I def have moments of angry/frustrated/scared with thoughts like - Seriously this on top of everything else? Isn't it hard enough to date as a female nerd now I need to explain this? Will I make it to AARP age?
The part that's been the toughest mentally (besides "Do I have enough time to become supreme dictator of the world?") is I can't feel this disease in my body so I can't tell if my actions have any impact. The doctors told me to watch out for jaundice, increased pruitis, fever, chills and to expect an increased amount of tiredness. They also told me to be very cautious with drinking, but I don't drink much anyway and have decided to give it up completely since it feels illogical to drink with a degenerative liver disease (and seriously - apologies in advance to friends who enjoy their drink - most alcohol doesn't even taste that good to me lol.)
Lately some weird things have happened though - for example, I seem to get paper cuts more easily (probably cause of dry skin). After assisting and teaching on Saturday, both of my legs had bright red patches by the knees which disappeared by Monday (probably contact dermatitis). These events seem unrelated but I can't help but think - hmm hope liver is ok - every time something weird happens.
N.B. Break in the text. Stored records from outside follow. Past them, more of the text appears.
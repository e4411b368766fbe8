#![forbid(unsafe_code)]

//! Control facades.
//!
//! A [`ModalHandle`] never holds an instance. Each method queues a job that
//! reads the key's [`ModalRef`] when it runs, so a handle obtained before
//! binding (or across a rebind) always reaches the instance that is live at
//! execution time. An unbound key rejects asynchronously with
//! [`ModalError::Unbound`]; no method fails synchronously.

use std::future::Future;
use std::time::Duration;

use futures::FutureExt;
use futures::future::{self, LocalBoxFuture};
use sheets_core::{ModalError, Pending, Result};
use sheets_modal::{AnimationKind, CallOptions, Content, ModalInstance, Sheet};

use crate::queue::CallQueue;
use crate::registry::ModalRef;

/// Queued control surface of one key.
#[derive(Clone, Debug)]
pub struct ModalHandle {
    key: String,
    slot: ModalRef,
    queue: CallQueue,
}

impl ModalHandle {
    pub(crate) fn new(key: impl Into<String>, slot: ModalRef, queue: CallQueue) -> Self {
        Self {
            key: key.into(),
            slot,
            queue,
        }
    }

    pub fn key(&self) -> &str {
        &self.key
    }

    /// Whether an instance is bound right now.
    pub fn is_bound(&self) -> bool {
        self.slot.is_bound()
    }

    /// The instance bound right now, bypassing the queue.
    pub fn instance(&self) -> Option<ModalInstance> {
        self.slot.get()
    }

    pub fn push(&self, content: impl Into<Content>, options: CallOptions) -> Pending<Sheet> {
        let content = content.into();
        self.call(move |m| async move { m.push(content, options).await })
    }

    pub fn transit(&self, content: impl Into<Content>, options: CallOptions) -> Pending<Sheet> {
        let content = content.into();
        self.call(move |m| async move { m.transit(content, options).await })
    }

    pub fn pop(&self, options: CallOptions) -> Pending<Sheet> {
        self.call(move |m| async move { m.pop(options).await })
    }

    pub fn empty(&self, options: CallOptions) -> Pending<Vec<Sheet>> {
        self.call(move |m| async move { m.empty(options).await })
    }

    pub fn next(&self, options: CallOptions) -> Pending<Sheet> {
        self.call(move |m| async move { m.next(options).await })
    }

    pub fn back(&self, options: CallOptions) -> Pending<Sheet> {
        self.call(move |m| async move { m.back(options).await })
    }

    pub fn hide(&self, options: CallOptions) -> Pending<()> {
        self.call(move |m| async move { m.hide(options).await })
    }

    pub fn show(&self, content: Option<Content>, options: CallOptions) -> Pending<Sheet> {
        self.call(move |m| async move { m.show(content, options).await })
    }

    /// Animation controls of this key.
    pub fn animation(&self) -> AnimationHandle {
        AnimationHandle {
            key: self.key.clone(),
            slot: self.slot.clone(),
            queue: self.queue.clone(),
        }
    }

    fn call<T, F, Fut>(&self, op: F) -> Pending<T>
    where
        T: 'static,
        F: FnOnce(ModalInstance) -> Fut + 'static,
        Fut: Future<Output = Result<T>> + 'static,
    {
        let slot = self.slot.clone();
        let key = self.key.clone();
        self.queue
            .enqueue(&self.key, move || -> LocalBoxFuture<'static, Result<T>> {
                match slot.get() {
                    Some(instance) => op(instance).boxed_local(),
                    None => future::ready(Err(ModalError::unbound(key))).boxed_local(),
                }
            })
    }
}

/// Animation settings of one key.
///
/// Getters and setters apply immediately. `pause`/`resume` apply after an
/// optional timeout measured on the runtime's timers; they do not go
/// through the call queue.
#[derive(Clone, Debug)]
pub struct AnimationHandle {
    key: String,
    slot: ModalRef,
    queue: CallQueue,
}

impl AnimationHandle {
    fn instance(&self) -> Result<ModalInstance> {
        self.slot
            .get()
            .ok_or_else(|| ModalError::unbound(self.key.clone()))
    }

    pub fn disabled(&self) -> Result<bool> {
        Ok(self.instance()?.animation_disabled())
    }

    pub fn set_disabled(&self, disabled: bool) -> Result<()> {
        self.instance()?.set_animation_disabled(disabled);
        Ok(())
    }

    pub fn kind(&self) -> Result<AnimationKind> {
        Ok(self.instance()?.animation_kind())
    }

    pub fn set_kind(&self, kind: AnimationKind) -> Result<()> {
        self.instance()?.set_animation_kind(kind);
        Ok(())
    }

    pub fn is_paused(&self) -> Result<bool> {
        Ok(self.instance()?.is_animation_paused())
    }

    /// Pause running animations, after `timeout` if given.
    pub fn pause(&self, timeout: Option<Duration>) -> Pending<()> {
        self.set_paused_after(true, timeout)
    }

    /// Resume paused animations, after `timeout` if given.
    pub fn resume(&self, timeout: Option<Duration>) -> Pending<()> {
        self.set_paused_after(false, timeout)
    }

    fn set_paused_after(&self, paused: bool, timeout: Option<Duration>) -> Pending<()> {
        let slot = self.slot.clone();
        let key = self.key.clone();
        self.queue
            .schedule(timeout.unwrap_or(Duration::ZERO), move || {
                let instance = slot.get().ok_or_else(|| ModalError::unbound(key))?;
                instance.set_animation_paused(paused);
                tracing::debug!(
                    target: "sheets.queue",
                    instance = %instance.id(),
                    paused,
                    "animation pause toggled"
                );
                Ok(())
            })
    }
}
#![forbid(unsafe_code)]

//! Runtime configuration.

use std::time::Duration;

/// Default minimum pause between two queued calls of one lane.
pub const DEFAULT_CALL_GAP: Duration = Duration::from_millis(10);

/// How queued calls are grouped into sequential lanes.
#[derive(Debug, Clone, Copy, PartialEq, Eq, Default)]
pub enum QueueScope {
    /// One process-wide lane: every call waits for every earlier call.
    #[default]
    Global,
    /// One lane per bound key; different keys run independently.
    PerKey,
}

/// Settings of a [`ModalRuntime`](crate::ModalRuntime).
#[derive(Debug, Clone, Copy, PartialEq, Eq)]
pub struct RuntimeConfig {
    /// Minimum time between the end of one call and the start of the next
    /// call in the same lane.
    pub call_gap: Duration,
    pub queue_scope: QueueScope,
}

impl Default for RuntimeConfig {
    fn default() -> Self {
        Self {
            call_gap: DEFAULT_CALL_GAP,
            queue_scope: QueueScope::Global,
        }
    }
}

impl RuntimeConfig {
    pub fn call_gap(mut self, gap: Duration) -> Self {
        self.call_gap = gap;
        self
    }

    pub fn queue_scope(mut self, scope: QueueScope) -> Self {
        self.queue_scope = scope;
        self
    }
}

#[cfg(test)]
mod tests {
    use super::*;

    #[test]
    fn defaults_and_builders() {
        let config = RuntimeConfig::default();
        assert_eq!(config.call_gap, Duration::from_millis(10));
        assert_eq!(config.queue_scope, QueueScope::Global);

        let config = config
            .call_gap(Duration::ZERO)
            .queue_scope(QueueScope::PerKey);
        assert_eq!(config.call_gap, Duration::ZERO);
        assert_eq!(config.queue_scope, QueueScope::PerKey);
    }
}
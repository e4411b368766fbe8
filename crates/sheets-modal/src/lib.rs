#![forbid(unsafe_code)]

//! Sheet stack engine.
//!
//! A [`ModalInstance`] owns an ordered stack of [`Sheet`]s rendered inside a
//! host shell (container, overlay, sheets host). Control operations are
//! async and settle when the CSS transition they trigger has ended, which
//! the host reports through [`ModalInstance::dispatch`].
//!
//! # Example
//!
//! ```
//! use futures::executor::block_on;
//! use sheets_core::{Dom, MemoryDom, NodeId};
//! use sheets_modal::{AnimationConfig, CallOptions, Content, ModalConfig, ModalInstance, Sheet, Stage};
//!
//! let stage = Stage::new(MemoryDom::new());
//! let config = ModalConfig::default().animation(AnimationConfig::off());
//! fn render(dom: &mut dyn Dom, host: NodeId, _sheet: &Sheet) -> Option<NodeId> {
//!     let element = dom.create_element("section");
//!     dom.append_child(host, element);
//!     Some(element)
//! }
//! let modal = ModalInstance::new(&stage, config, render);
//!
//! block_on(modal.push(Content::from("settings"), CallOptions::new())).unwrap();
//! assert!(modal.is_open());
//! ```

pub mod config;
pub mod content;
pub mod drag;
pub mod instance;
pub mod renderer;
pub mod stack;
pub mod stage;
pub mod transition;

pub use config::{
    AnimationConfig, AnimationKind, BottomSheetDragConfig, ConfigError, DEFAULT_STACK_SIZE,
    ModalAction, ModalConfig, ModalKind, ModalPosition, UnknownAction,
};
pub use content::Content;
pub use drag::{BottomSheetDrag, DragOutcome, OFFSET_PROPERTY};
pub use instance::{ModalInstance, Shell};
pub use renderer::{DeferredRenderer, SheetRenderer};
pub use stack::{Sheet, SheetId, SheetStack};
pub use stage::Stage;
pub use transition::{AnimationOverride, CallOptions, TransitionResolver, run_transition};
#![forbid(unsafe_code)]

//! Per-instance configuration.
//!
//! [`ModalConfig`] is fixed at bind time except for the animation settings,
//! which the animation handle may change later. All option types have
//! string forms matching the host attribute values the engine writes
//! (`data-type`, `data-position`, `data-animation`).
//!
//! With the `config` feature, configs load from TOML or JSON documents:
//!
//! ```toml
//! kind = "bottom-sheet"
//! position = "bottom"
//! stack_size = 3
//! on_esc = "hide"
//!
//! [animation]
//! kind = "slide"
//!
//! [drag]
//! positions = [100.0, 50.0]
//! close_position = 20.0
//! ```

use std::fmt;
use std::rc::Rc;
use std::str::FromStr;

use sheets_core::NodeId;

/// Default number of sheets retained per instance.
pub const DEFAULT_STACK_SIZE: usize = 10;

// --- Option enums ---

/// Presentation style of an instance.
#[derive(Debug, Clone, Copy, PartialEq, Eq, Default)]
#[cfg_attr(feature = "config", derive(serde::Serialize, serde::Deserialize))]
#[cfg_attr(feature = "config", serde(rename_all = "kebab-case"))]
pub enum ModalKind {
    #[default]
    Floating,
    FullPage,
    BottomSheet,
}

impl ModalKind {
    pub const fn as_str(self) -> &'static str {
        match self {
            Self::Floating => "floating",
            Self::FullPage => "full-page",
            Self::BottomSheet => "bottom-sheet",
        }
    }
}

/// Anchor of the sheet host inside the viewport.
#[derive(Debug, Clone, Copy, PartialEq, Eq, Default)]
#[cfg_attr(feature = "config", derive(serde::Serialize, serde::Deserialize))]
#[cfg_attr(feature = "config", serde(rename_all = "kebab-case"))]
pub enum ModalPosition {
    Top,
    #[default]
    Center,
    Bottom,
}

impl ModalPosition {
    pub const fn as_str(self) -> &'static str {
        match self {
            Self::Top => "top",
            Self::Center => "center",
            Self::Bottom => "bottom",
        }
    }
}

/// Named animation style applied through `data-animation`.
#[derive(Debug, Clone, Copy, PartialEq, Eq, Default)]
#[cfg_attr(feature = "config", derive(serde::Serialize, serde::Deserialize))]
#[cfg_attr(feature = "config", serde(rename_all = "kebab-case"))]
pub enum AnimationKind {
    #[default]
    Fade,
    Slide,
    Scale,
}

impl AnimationKind {
    pub const fn as_str(self) -> &'static str {
        match self {
            Self::Fade => "fade",
            Self::Slide => "slide",
            Self::Scale => "scale",
        }
    }
}

/// Instance-level animation settings.
#[derive(Debug, Clone, Copy, PartialEq, Eq, Default)]
#[cfg_attr(feature = "config", derive(serde::Serialize, serde::Deserialize))]
#[cfg_attr(feature = "config", serde(default))]
pub struct AnimationConfig {
    /// Skip transition listening for every call that does not override it.
    pub disabled: bool,
    pub kind: AnimationKind,
}

impl AnimationConfig {
    /// Animation switched off entirely.
    pub const fn off() -> Self {
        Self {
            disabled: true,
            kind: AnimationKind::Fade,
        }
    }

    /// Set the disabled flag.
    pub fn disabled(mut self, disabled: bool) -> Self {
        self.disabled = disabled;
        self
    }

    /// Set the animation kind.
    pub fn kind(mut self, kind: AnimationKind) -> Self {
        self.kind = kind;
        self
    }
}

// --- Actions ---

/// What to do when Escape is pressed or the overlay is clicked.
#[derive(Clone, Default)]
pub enum ModalAction {
    /// Ignore the input.
    None,
    #[default]
    Pop,
    Empty,
    Hide,
    Back,
    Next,
    /// Invoke a host callback instead of a stack operation.
    Callback(Rc<dyn Fn()>),
}

impl ModalAction {
    /// Wrap a closure as a callback action.
    pub fn callback(f: impl Fn() + 'static) -> Self {
        Self::Callback(Rc::new(f))
    }

    /// Action name, `"callback"` for callbacks.
    pub fn name(&self) -> &'static str {
        match self {
            Self::None => "none",
            Self::Pop => "pop",
            Self::Empty => "empty",
            Self::Hide => "hide",
            Self::Back => "back",
            Self::Next => "next",
            Self::Callback(_) => "callback",
        }
    }

    /// Whether the action does nothing.
    pub fn is_none(&self) -> bool {
        matches!(self, Self::None)
    }
}

impl fmt::Debug for ModalAction {
    fn fmt(&self, f: &mut fmt::Formatter<'_>) -> fmt::Result {
        f.write_str(self.name())
    }
}

impl PartialEq for ModalAction {
    fn eq(&self, other: &Self) -> bool {
        match (self, other) {
            (Self::Callback(a), Self::Callback(b)) => Rc::ptr_eq(a, b),
            _ => std::mem::discriminant(self) == std::mem::discriminant(other),
        }
    }
}

impl fmt::Display for ModalAction {
    fn fmt(&self, f: &mut fmt::Formatter<'_>) -> fmt::Result {
        f.write_str(self.name())
    }
}

/// Error parsing a [`ModalAction`] name.
#[derive(Debug, Clone, PartialEq, Eq, thiserror::Error)]
#[error("unknown modal action {0:?} (expected none, pop, empty, hide, back or next)")]
pub struct UnknownAction(pub String);

impl FromStr for ModalAction {
    type Err = UnknownAction;

    fn from_str(s: &str) -> Result<Self, Self::Err> {
        match s.trim().to_ascii_lowercase().as_str() {
            "none" | "" => Ok(Self::None),
            "pop" => Ok(Self::Pop),
            "empty" => Ok(Self::Empty),
            "hide" => Ok(Self::Hide),
            "back" => Ok(Self::Back),
            "next" => Ok(Self::Next),
            _ => Err(UnknownAction(s.to_string())),
        }
    }
}

#[cfg(feature = "config")]
impl serde::Serialize for ModalAction {
    fn serialize<S: serde::Serializer>(&self, serializer: S) -> Result<S::Ok, S::Error> {
        if let Self::Callback(_) = self {
            return Err(serde::ser::Error::custom(
                "callback actions cannot be serialized",
            ));
        }
        serializer.serialize_str(self.name())
    }
}

#[cfg(feature = "config")]
impl<'de> serde::Deserialize<'de> for ModalAction {
    fn deserialize<D: serde::Deserializer<'de>>(deserializer: D) -> Result<Self, D::Error> {
        let name = String::deserialize(deserializer)?;
        name.parse().map_err(serde::de::Error::custom)
    }
}

// --- Bottom sheet drag ---

/// Drag behavior of bottom sheets.
///
/// Positions are visible fractions of the sheet height, in percent
/// (`100.0` = fully visible).
#[derive(Debug, Clone, PartialEq)]
#[cfg_attr(feature = "config", derive(serde::Serialize, serde::Deserialize))]
#[cfg_attr(feature = "config", serde(default))]
pub struct BottomSheetDragConfig {
    /// Snap positions, in percent visible.
    pub positions: Vec<f64>,
    /// Index into `positions` the sheet opens at.
    pub start_position: usize,
    /// Releasing at or below this visible percentage closes the sheet.
    pub close_position: f64,
    /// Release velocity (px/ms) that counts as a swipe.
    pub swipe_threshold: f64,
    /// Re-measure the sheet height on every drag start.
    pub dynamic_height: bool,
    /// Allow dragging down to close.
    pub close_by_drag_down: bool,
    /// Attribute marking the drag header. When set, only drags starting
    /// inside an element carrying it bypass the scroll check.
    pub header_selector: Option<String>,
    /// Ignore all pointer input.
    pub disable_drag: bool,
}

impl Default for BottomSheetDragConfig {
    fn default() -> Self {
        Self {
            positions: vec![100.0],
            start_position: 0,
            close_position: 25.0,
            swipe_threshold: 0.5,
            dynamic_height: false,
            close_by_drag_down: true,
            header_selector: None,
            disable_drag: false,
        }
    }
}

impl BottomSheetDragConfig {
    /// Set snap positions.
    pub fn positions(mut self, positions: impl Into<Vec<f64>>) -> Self {
        self.positions = positions.into();
        self
    }

    /// Set the opening position index.
    pub fn start_position(mut self, index: usize) -> Self {
        self.start_position = index;
        self
    }

    /// Set the close threshold.
    pub fn close_position(mut self, percent: f64) -> Self {
        self.close_position = percent;
        self
    }

    /// Set the swipe velocity threshold.
    pub fn swipe_threshold(mut self, px_per_ms: f64) -> Self {
        self.swipe_threshold = px_per_ms;
        self
    }

    pub fn dynamic_height(mut self, dynamic: bool) -> Self {
        self.dynamic_height = dynamic;
        self
    }

    pub fn close_by_drag_down(mut self, enabled: bool) -> Self {
        self.close_by_drag_down = enabled;
        self
    }

    pub fn header_selector(mut self, attribute: impl Into<String>) -> Self {
        self.header_selector = Some(attribute.into());
        self
    }

    pub fn disable_drag(mut self, disabled: bool) -> Self {
        self.disable_drag = disabled;
        self
    }

    fn validate_into(&self, errors: &mut Vec<String>) {
        if self.positions.is_empty() {
            errors.push("drag.positions must not be empty".into());
        }
        for (i, p) in self.positions.iter().enumerate() {
            if !(*p > 0.0 && *p <= 100.0) {
                errors.push(format!("drag.positions[{i}] must be in (0, 100], got {p}"));
            }
        }
        if !self.positions.is_empty() && self.start_position >= self.positions.len() {
            errors.push(format!(
                "drag.start_position {} out of range for {} positions",
                self.start_position,
                self.positions.len()
            ));
        }
        if !(0.0..100.0).contains(&self.close_position) {
            errors.push(format!(
                "drag.close_position must be in [0, 100), got {}",
                self.close_position
            ));
        }
        if !(self.swipe_threshold > 0.0) {
            errors.push(format!(
                "drag.swipe_threshold must be positive, got {}",
                self.swipe_threshold
            ));
        }
    }
}

// --- ModalConfig ---

/// Configuration of one bound instance.
#[derive(Debug, Clone, PartialEq)]
#[cfg_attr(feature = "config", derive(serde::Serialize, serde::Deserialize))]
#[cfg_attr(feature = "config", serde(default))]
pub struct ModalConfig {
    pub kind: ModalKind,
    pub position: ModalPosition,
    /// Maximum number of retained sheets (`>= 1`).
    pub stack_size: usize,
    pub animation: AnimationConfig,
    /// Node the instance shell attaches to; the document root when `None`.
    #[cfg_attr(feature = "config", serde(skip))]
    pub root_element: Option<NodeId>,
    pub on_esc: ModalAction,
    pub on_click_overlay: ModalAction,
    pub drag: BottomSheetDragConfig,
}

impl Default for ModalConfig {
    fn default() -> Self {
        Self {
            kind: ModalKind::default(),
            position: ModalPosition::default(),
            stack_size: DEFAULT_STACK_SIZE,
            animation: AnimationConfig::default(),
            root_element: None,
            on_esc: ModalAction::Pop,
            on_click_overlay: ModalAction::Pop,
            drag: BottomSheetDragConfig::default(),
        }
    }
}

impl ModalConfig {
    /// Set the presentation style.
    pub fn kind(mut self, kind: ModalKind) -> Self {
        self.kind = kind;
        self
    }

    /// Set the position.
    pub fn position(mut self, position: ModalPosition) -> Self {
        self.position = position;
        self
    }

    /// Set the maximum number of retained sheets.
    pub fn stack_size(mut self, size: usize) -> Self {
        self.stack_size = size;
        self
    }

    /// Set animation settings.
    pub fn animation(mut self, animation: AnimationConfig) -> Self {
        self.animation = animation;
        self
    }

    /// Attach the shell under `node` instead of the document root.
    pub fn root_element(mut self, node: NodeId) -> Self {
        self.root_element = Some(node);
        self
    }

    /// Set the Escape action.
    pub fn on_esc(mut self, action: ModalAction) -> Self {
        self.on_esc = action;
        self
    }

    /// Set the overlay click action.
    pub fn on_click_overlay(mut self, action: ModalAction) -> Self {
        self.on_click_overlay = action;
        self
    }

    /// Set bottom-sheet drag behavior.
    pub fn drag(mut self, drag: BottomSheetDragConfig) -> Self {
        self.drag = drag;
        self
    }

    /// Collect every validation problem. Empty means valid.
    pub fn validate(&self) -> Vec<String> {
        let mut errors = Vec::new();
        if self.stack_size == 0 {
            errors.push("stack_size must be at least 1".into());
        }
        if self.kind == ModalKind::BottomSheet {
            self.drag.validate_into(&mut errors);
        }
        errors
    }

    /// Fail with [`ConfigError::Validation`] if the config is invalid.
    pub fn validated(self) -> Result<Self, ConfigError> {
        let errors = self.validate();
        if errors.is_empty() {
            Ok(self)
        } else {
            Err(ConfigError::Validation(errors))
        }
    }

    /// Parse and validate a TOML document.
    #[cfg(feature = "config")]
    pub fn from_toml_str(source: &str) -> Result<Self, ConfigError> {
        let config: Self = toml::from_str(source)?;
        config.validated()
    }

    /// Parse and validate a JSON document.
    #[cfg(feature = "config")]
    pub fn from_json_str(source: &str) -> Result<Self, ConfigError> {
        let config: Self = serde_json::from_str(source)?;
        config.validated()
    }
}

/// Errors loading a [`ModalConfig`].
#[derive(Debug, thiserror::Error)]
pub enum ConfigError {
    #[cfg(feature = "config")]
    #[error("invalid TOML config: {0}")]
    Toml(#[from] toml::de::Error),

    #[cfg(feature = "config")]
    #[error("invalid JSON config: {0}")]
    Json(#[from] serde_json::Error),

    #[error("config validation failed: {}", .0.join("; "))]
    Validation(Vec<String>),
}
At the same time, I feel like I have been handed a gift - heightened awareness and gratitude for each breath. I enjoy each breath fully. I take pleasure in thinking, sensing, feeling and moving around. I feel a heightened sense of urgency to pursue dreams and goals. I am making a list of things I want to do - and intend to DO THEM NOW:) I am also actively making choices. I am not letting my life, however long it may be, pass me by.
there is nothing more i can say except: i love you, i'm proud of you, i'm honored to be your sister. you are forever my inspiration.